Back in the days, when me and my friends started to work while living at our parents’ houses, we drove nice cars. One of them was a E46 M3. Here is the quick review I wrote in 2009:
The M3. Is there a car more iconic for a gearhead? Reading this statement everywhere leads to a kind of banality. However, the moment you turn on the ignition immediately lights the passion. I had the chance to test drive a 2004 M3.
Pictures (except the one on the bottom) are not the actual car, but close to.
First look. This car is so eye-catching. Low, wide, aggressive bodylines. There is a huge difference between the metal of a regular 3 Series Coupe and the M3. The widened fenders, drilled with air intakes, the specific bumpers, the bulge on the hood. All those gimmicks create a highly bulky and hot look (even today in 2020).

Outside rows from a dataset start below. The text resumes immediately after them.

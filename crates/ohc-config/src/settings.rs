//! Typed view of the merged config, with defaults.

use std::path::PathBuf;
use std::time::Duration;

use anyhow::{bail, Result};
use ohc_execution::{AGREE_TERMS, DEFAULT_LIST_TIMEOUT, DEFAULT_SUBMIT_TIMEOUT};
use serde_json::Value;

use crate::secrets::DEFAULT_API_KEY_ENV;

// Defaults owned by the crates that enforce them.
pub use ohc_execution::{DEFAULT_ALGO_MODE, DEFAULT_BASE_URL};
pub use ohc_reconcile::{DEFAULT_CAPACITY, DEFAULT_COMMENT_MARKER};

pub const DEFAULT_INPUT_EXTENSION: &str = "hc22000";
pub const DEFAULT_OVERFLOW_PATH: &str = "ohc_overflow_hashes.txt";

#[derive(Debug, Clone, PartialEq, Eq)]
pub struct OhcSettings {
    pub base_url: String,
    pub api_key_env: String,
    pub algo_mode: u64,
    pub list_timeout: Duration,
    pub submit_timeout: Duration,
    pub capacity: usize,
    pub input_extension: String,
    pub comment_marker: String,
    pub overflow_path: PathBuf,
}

impl Default for OhcSettings {
    fn default() -> Self {
        Self {
            base_url: DEFAULT_BASE_URL.to_string(),
            api_key_env: DEFAULT_API_KEY_ENV.to_string(),
            algo_mode: DEFAULT_ALGO_MODE,
            list_timeout: DEFAULT_LIST_TIMEOUT,
            submit_timeout: DEFAULT_SUBMIT_TIMEOUT,
            capacity: DEFAULT_CAPACITY,
            input_extension: DEFAULT_INPUT_EXTENSION.to_string(),
            comment_marker: DEFAULT_COMMENT_MARKER.to_string(),
            overflow_path: PathBuf::from(DEFAULT_OVERFLOW_PATH),
        }
    }
}

fn read_str(config: &Value, pointer: &str) -> Result<Option<String>> {
    match config.pointer(pointer) {
        None | Some(Value::Null) => Ok(None),
        Some(Value::String(s)) if s.trim().is_empty() => {
            bail!("CONFIG_INVALID key={pointer}: must not be blank")
        }
        Some(Value::String(s)) => Ok(Some(s.trim().to_string())),
        Some(_) => bail!("CONFIG_INVALID key={pointer}: expected a string"),
    }
}

fn read_u64(config: &Value, pointer: &str) -> Result<Option<u64>> {
    match config.pointer(pointer) {
        None | Some(Value::Null) => Ok(None),
        Some(v) => match v.as_u64() {
            Some(n) => Ok(Some(n)),
            None => bail!("CONFIG_INVALID key={pointer}: expected a non-negative integer"),
        },
    }
}

impl OhcSettings {
    /// Overlay config values on the defaults and validate them.
    pub fn from_config_json(config: &Value) -> Result<Self> {
        let mut s = Self::default();

        if let Some(terms) = read_str(config, "/api/agree_terms")? {
            if terms != AGREE_TERMS {
                bail!("CONFIG_INVALID key=/api/agree_terms: must always be \"{AGREE_TERMS}\"");
            }
        }

        if let Some(v) = read_str(config, "/api/base_url")? {
            if !(v.starts_with("http://") || v.starts_with("https://")) {
                bail!("CONFIG_INVALID key=/api/base_url: expected an http(s) url");
            }
            s.base_url = v;
        }
        if let Some(v) = read_str(config, "/api/keys_env/api_key")? {
            s.api_key_env = v;
        }
        if let Some(v) = read_u64(config, "/api/algo_mode")? {
            s.algo_mode = v;
        }
        if let Some(v) = read_u64(config, "/api/list_timeout_secs")? {
            s.list_timeout = positive_secs("/api/list_timeout_secs", v)?;
        }
        if let Some(v) = read_u64(config, "/api/submit_timeout_secs")? {
            s.submit_timeout = positive_secs("/api/submit_timeout_secs", v)?;
        }
        if let Some(v) = read_u64(config, "/submit/capacity")? {
            if v == 0 {
                bail!("CONFIG_INVALID key=/submit/capacity: must be at least 1");
            }
            s.capacity = usize::try_from(v)
                .map_err(|_| anyhow::anyhow!("CONFIG_INVALID key=/submit/capacity: too large"))?;
        }
        if let Some(v) = read_str(config, "/input/extension")? {
            s.input_extension = v.trim_start_matches('.').to_string();
            if s.input_extension.is_empty() {
                bail!("CONFIG_INVALID key=/input/extension: must not be just '.'");
            }
        }
        if let Some(v) = read_str(config, "/input/comment_marker")? {
            s.comment_marker = v;
        }
        if let Some(v) = read_str(config, "/overflow/path")? {
            s.overflow_path = PathBuf::from(v);
        }

        Ok(s)
    }
}

fn positive_secs(pointer: &str, v: u64) -> Result<Duration> {
    if v == 0 {
        bail!("CONFIG_INVALID key={pointer}: must be at least 1 second");
    }
    Ok(Duration::from_secs(v))
}
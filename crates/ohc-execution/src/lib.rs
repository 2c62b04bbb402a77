//! ohc-execution
//!
//! Runs one reconciliation against the remote account and acts on the gate.
//!
//! Single Write Choke-Point
//! - `RemoteService::upload_hashes` requires a `WritePermit`
//! - Permits are issued only inside this crate, once per run
//! - Overflow never reaches the write path
//!
//! The transport and the overflow sink are collaborators behind traits; this
//! crate performs no IO of its own.

mod gateway;
mod pipeline;
mod service;

pub use gateway::{SubmitBatch, WritePermit};
pub use pipeline::{RunError, RunOutcome, RunSummary, UploadRun};
pub use service::{
    OverflowSink, RemoteService, ServiceReply, SinkError, SinkReceipt, TransportError,
    AGREE_TERMS, DEFAULT_ALGO_MODE, DEFAULT_BASE_URL, DEFAULT_LIST_TIMEOUT,
    DEFAULT_SUBMIT_TIMEOUT,
};
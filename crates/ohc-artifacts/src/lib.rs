//! ohc-artifacts
//!
//! Everything the uploader reads from or writes to the local filesystem:
//! input hash files, the overflow file and per-run reports.

mod overflow;
mod report;
mod sources;

pub use overflow::FileOverflowSink;
pub use report::{write_run_report, RunReport, REPORT_SCHEMA_VERSION};
pub use sources::{discover_sources, load_record_set, read_source_lines, resolve_sources};
//! Collaborator boundary: the remote service and the overflow sink.
//!
//! The pipeline only ever talks to these traits. Transport and storage live in
//! other crates (`ohc-api`, `ohc-artifacts`) or in test doubles.

use std::fmt;
use std::time::Duration;

use ohc_reconcile::{remote_adapter, PendingSet};
use serde_json::Value;

use crate::gateway::{SubmitBatch, WritePermit};

/// Terms-agreement flag sent with every request. Always affirmed.
pub const AGREE_TERMS: &str = "yes";

pub const DEFAULT_BASE_URL: &str = "https://api.onlinehashcrack.com/v2";
/// WPA-PBKDF2-PMKID+EAPOL
pub const DEFAULT_ALGO_MODE: u64 = 22000;
pub const DEFAULT_LIST_TIMEOUT: Duration = Duration::from_secs(30);
pub const DEFAULT_SUBMIT_TIMEOUT: Duration = Duration::from_secs(60);

// ---------------------------------------------------------------------------
// Replies and errors
// ---------------------------------------------------------------------------

/// A service reply exactly as received: HTTP status plus JSON body.
///
/// Non-JSON bodies are represented by the transport as
/// `{"success": false, "text": "..."}`.
#[derive(Debug, Clone, PartialEq)]
pub struct ServiceReply {
    pub http_status: u16,
    pub body: Value,
}

impl ServiceReply {
    pub fn new(http_status: u16, body: Value) -> Self {
        Self { http_status, body }
    }

    /// HTTP status < 400 and `success == true`.
    pub fn is_accepted(&self) -> bool {
        remote_adapter::is_accepted(self.http_status, &self.body)
    }

    pub fn failure_message(&self) -> String {
        remote_adapter::failure_message(&self.body)
    }
}

/// The request never produced a reply (connect, TLS, timeout, body read).
#[derive(Debug, Clone, PartialEq, Eq)]
pub struct TransportError {
    pub action: &'static str,
    pub detail: String,
}

impl TransportError {
    pub fn new(action: &'static str, detail: impl Into<String>) -> Self {
        Self {
            action,
            detail: detail.into(),
        }
    }
}

impl fmt::Display for TransportError {
    fn fmt(&self, f: &mut fmt::Formatter<'_>) -> fmt::Result {
        write!(f, "{} request failed: {}", self.action, self.detail)
    }
}

impl std::error::Error for TransportError {}

/// Error type for sink implementations.
pub type SinkError = Box<dyn std::error::Error + Send + Sync>;

/// Where the overflow sink put the deferred records.
#[derive(Debug, Clone, PartialEq, Eq)]
pub struct SinkReceipt {
    pub location: String,
    pub count: usize,
}

// ---------------------------------------------------------------------------
// Traits
// ---------------------------------------------------------------------------

/// Remote cracking service.
///
/// `upload_hashes` can only be called with a [`WritePermit`], which only the
/// pipeline can issue, at most once per run. Implementations must not retry.
pub trait RemoteService {
    /// Read action (`list_tasks`).
    fn list_tasks(&self) -> Result<ServiceReply, TransportError>;

    /// Write action. `batch` holds 1..=C hashes in Pending order.
    fn upload_hashes(
        &self,
        batch: SubmitBatch,
        permit: WritePermit,
    ) -> Result<ServiceReply, TransportError>;
}

/// Persists the full Pending Set when the gate overflows.
///
/// Output must re-ingest as an input source with the same records. Either the
/// whole set is recorded or an error is returned.
pub trait OverflowSink {
    fn persist(&self, pending: &PendingSet) -> Result<SinkReceipt, SinkError>;
}

impl<T: RemoteService + ?Sized> RemoteService for &T {
    fn list_tasks(&self) -> Result<ServiceReply, TransportError> {
        (**self).list_tasks()
    }

    fn upload_hashes(
        &self,
        batch: SubmitBatch,
        permit: WritePermit,
    ) -> Result<ServiceReply, TransportError> {
        (**self).upload_hashes(batch, permit)
    }
}

impl<T: OverflowSink + ?Sized> OverflowSink for &T {
    fn persist(&self, pending: &PendingSet) -> Result<SinkReceipt, SinkError> {
        (**self).persist(pending)
    }
}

The power is also underlined by the quad exhaust pipes, the lowered suspension and the huge-for-the-time 19 inches alloy wheels. Speaking of the wheels, I never was a fan of their polished look. The CSL M3 wheel design always had my preference.
On this 2004 model, the LED rear lights are a welcome high-tech refresh of an already 10-year-old design (the Coupe was released in 1999, I wrote the review in 2009).
Inside, this car is very much loaded : power sunroof, DVD satellite navigation with 16/9 screen, car telephone, Harman/Kardon hifi system, power folding mirrors, xenon headlights, power rear sunshade, integrated garage door opener… Speaking of this last feature, one will notice that it deleted the M3-specific rounded rear-view mirror for the standard, squared one found on the regular 3 Series.
Everything is black inside, from the carpeting to the headliner, and of course the Nappa leather on the seats. Carbon inserts are a sporty and classy finish.
The Nappa leather is smooth and soft and way better than the grainy Montana leather you can find of other BMWs. I feel good on this cabin, ready to enjoy all the features. You might ask: what about the engine?
Let me have a word on the gearbox. The car is equipped with the 6-speed SMG-II gearbox. SMG: Sequential Manual Gearbox, or an electrohydraulic manual transmission, or again a manual transmission with an automated clutch. You can shift gears with the lever or with paddle shifters mounted on the wheel. Fun fact: the brake pedal is not widened like you would expect from a 2-pedal car. You can choose between 6 modes for the gear shifting, from the softer P1 to the manly P6 mode.
I took the wheel with the engine still running after our ride. The exhaust note was wild. Seat adjustment. SMG gearbox on Drive. I release the brake pedal and… nothing. Because there is no torque converter, you have to press the throttle pedal to make the car move. I stay in automatic mode for the beginning of the test drive. The shifting is rather slow, but with no hiccups. The steering feels heavy: blame the wide 19-inches tires. I quickly feel comfortable and drive in the city smoothly, using the huge torque of the S54 3.2 inline-6. The SMG also avoids any risk of stalling. Engine and exhaust notes are way louder than the ones from a 330Ci, for example. Overall comfort is good anyway.
Road is clearing. Downshift to 3rd gear. The gearbox shifts to manual mode. The metallic note of the engine fills the cabin. Press the pedal. The thrust is huge…Holy Jesus. The 8000 rpm redline is close. 4th gear without releasing the throttle pedal. I am already way off the speed limits. And there are 2 remaining gears… The power feeling is incredible: screaming exhaust and engine, violent gear shifting (I was in P5 mode), automatic downshift revving. My heart is beating and a grin appears on my face.
When it comes to brake, the power is strong but the brakes are very noisy. During this quick drive, I have not had the possibility to test their endurance, often an issue according to the owners.
Everyday usability and comfort of a luxury sedan, power of a race car, fun of the SMG gearbox: the E46 M3 makes the perfect blend.
I now also think it is iconic.
Everything I wrote still reflects my opinion and I always have a thrill when I see one on the street. People seems to follow my feeling. My friend bought the car in 2009: 5-year old, pristine look, fully loaded, 40000 miles, for 29000 USD. Here in Europe, you have to spend pretty much the same amount of money if not more for a similar car, 10 years later. Iconic, you said?